• _Saved data entries_:
┄┄┄┄┄┄
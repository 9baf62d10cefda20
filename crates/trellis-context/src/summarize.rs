//! Content-detail degradation to fit a token target

use serde::Serialize;
use trellis_core::Node;

use crate::tokens::TokenCounter;

/// Detail levels, most to least detailed. The summarizer always picks the
/// least-lossy level that fits the target.
#[derive(Debug, Clone, Copy, PartialEq, Eq, PartialOrd, Ord, Serialize)]
#[serde(rename_all = "lowercase")]
pub enum DetailLevel {
    /// Verbatim content.
    Full,
    /// Signature plus docstring, the docstring truncated to fit.
    Signature,
    /// Signature only.
    Stub,
    /// Name and location only, no body text.
    Reference,
}

impl std::fmt::Display for DetailLevel {
    fn fmt(&self, f: &mut std::fmt::Formatter<'_>) -> std::fmt::Result {
        let name = match self {
            DetailLevel::Full => "full",
            DetailLevel::Signature => "signature",
            DetailLevel::Stub => "stub",
            DetailLevel::Reference => "reference",
        };
        write!(f, "{name}")
    }
}

/// A node's content degraded to fit a token target. The node's path and
/// line range are carried as structured fields by the caller at every
/// level; `text` is only the body budgeted against tokens.
#[derive(Debug, Clone, Serialize)]
pub struct Summary {
    pub level: DetailLevel,
    pub text: String,
    pub token_count: u32,
}

/// Degrades node content through the detail levels.
pub struct ContentSummarizer<'a> {
    counter: &'a TokenCounter,
    model: &'a str,
}

impl<'a> ContentSummarizer<'a> {
    pub fn new(counter: &'a TokenCounter, model: &'a str) -> Self {
        ContentSummarizer { counter, model }
    }

    /// Pick the least-lossy detail level whose text fits `target_tokens`.
    /// Never fails: REFERENCE (empty body) fits any target, including zero.
    pub fn summarize(&self, node: &Node, target_tokens: u32) -> Summary {
        let full_count = self.counter.count(&node.content, self.model);
        if full_count <= target_tokens {
            return Summary {
                level: DetailLevel::Full,
                text: node.content.clone(),
                token_count: full_count,
            };
        }

        if let Some(signature) = node.signature.as_deref().filter(|s| !s.is_empty()) {
            let sig_count = self.counter.count(signature, self.model);
            if sig_count <= target_tokens {
                let remaining = target_tokens - sig_count;
                if let Some(doc) = node.docstring.as_deref().filter(|d| !d.is_empty()) {
                    if remaining >= 2 {
                        let doc_cut = self.counter.truncate_to_tokens(doc, remaining - 1, self.model);
                        if !doc_cut.is_empty() {
                            let text = format!("{signature}\n{doc_cut}");
                            let token_count = self.counter.count(&text, self.model);
                            return Summary {
                                level: DetailLevel::Signature,
                                text,
                                token_count,
                            };
                        }
                    }
                }
                return Summary {
                    level: DetailLevel::Stub,
                    text: signature.to_string(),
                    token_count: sig_count,
                };
            }
        }

        Summary {
            level: DetailLevel::Reference,
            text: String::new(),
            token_count: 0,
        }
    }
}
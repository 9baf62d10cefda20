//! Request-level result cache.
//!
//! Keys include the graph version, so any committed mutation implicitly
//! invalidates every entry computed against the old snapshot; the TTL just
//! bounds memory for abandoned versions.

use std::sync::atomic::{AtomicU64, Ordering};
use std::time::{Duration, Instant};

use dashmap::DashMap;
use trellis_core::{Direction, GraphVersion};

use crate::budget::Strategy;
use crate::engine::ContextResult;

/// Every request dimension that affects the output.
#[derive(Debug, Clone, PartialEq, Eq, Hash)]
pub struct RequestKey {
    pub repo: String,
    pub task: String,
    pub entry_points: Vec<String>,
    pub depth: u32,
    pub direction: Direction,
    pub max_tokens: u32,
    pub reserve: u32,
    pub model: String,
    pub strategy: Strategy,
    pub version: GraphVersion,
}

struct CacheEntry {
    result: ContextResult,
    timestamp: Instant,
    ttl: Duration,
}

impl CacheEntry {
    fn is_expired(&self) -> bool {
        self.timestamp.elapsed() > self.ttl
    }
}

/// TTL'd cache of assembled results.
pub struct ResultCache {
    entries: DashMap<RequestKey, CacheEntry>,
    default_ttl: Duration,
    hits: AtomicU64,
    misses: AtomicU64,
}

impl ResultCache {
    pub fn new(default_ttl: Duration) -> Self {
        ResultCache {
            entries: DashMap::new(),
            default_ttl,
            hits: AtomicU64::new(0),
            misses: AtomicU64::new(0),
        }
    }

    /// Cached result for the key, if present and fresh.
    pub fn get(&self, key: &RequestKey) -> Option<ContextResult> {
        let hit = self
            .entries
            .get(key)
            .filter(|entry| !entry.is_expired())
            .map(|entry| entry.result.clone());
        if hit.is_some() {
            self.hits.fetch_add(1, Ordering::Relaxed);
        } else {
            self.misses.fetch_add(1, Ordering::Relaxed);
        }
        hit
    }

    /// Store a freshly assembled result.
    pub fn insert(&self, key: RequestKey, result: ContextResult) {
        self.entries.insert(
            key,
            CacheEntry {
                result,
                timestamp: Instant::now(),
                ttl: self.default_ttl,
            },
        );
    }

    /// Drop expired entries.
    pub fn cleanup_expired(&self) {
        self.entries.retain(|_, entry| !entry.is_expired());
    }

    /// Drop everything.
    pub fn clear(&self) {
        self.entries.clear();
    }

    pub fn stats(&self) -> CacheStats {
        CacheStats {
            entries: self.entries.len(),
            hits: self.hits.load(Ordering::Relaxed),
            misses: self.misses.load(Ordering::Relaxed),
        }
    }
}

/// Cache statistics.
#[derive(Debug, Clone, Copy)]
pub struct CacheStats {
    pub entries: usize,
    pub hits: u64,
    pub misses: u64,
}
┄┄┄┄┄┄
• _YOUR OBJECTIVE_: Please copy every line from the entries that includes the word "Serialize".

• _EXERCISE OUTPUT_:
use serde::Serialize;
#[derive(Debug, Clone, Copy, PartialEq, Eq, PartialOrd, Ord, Serialize)]
#[derive(Debug, Clone, Serialize)]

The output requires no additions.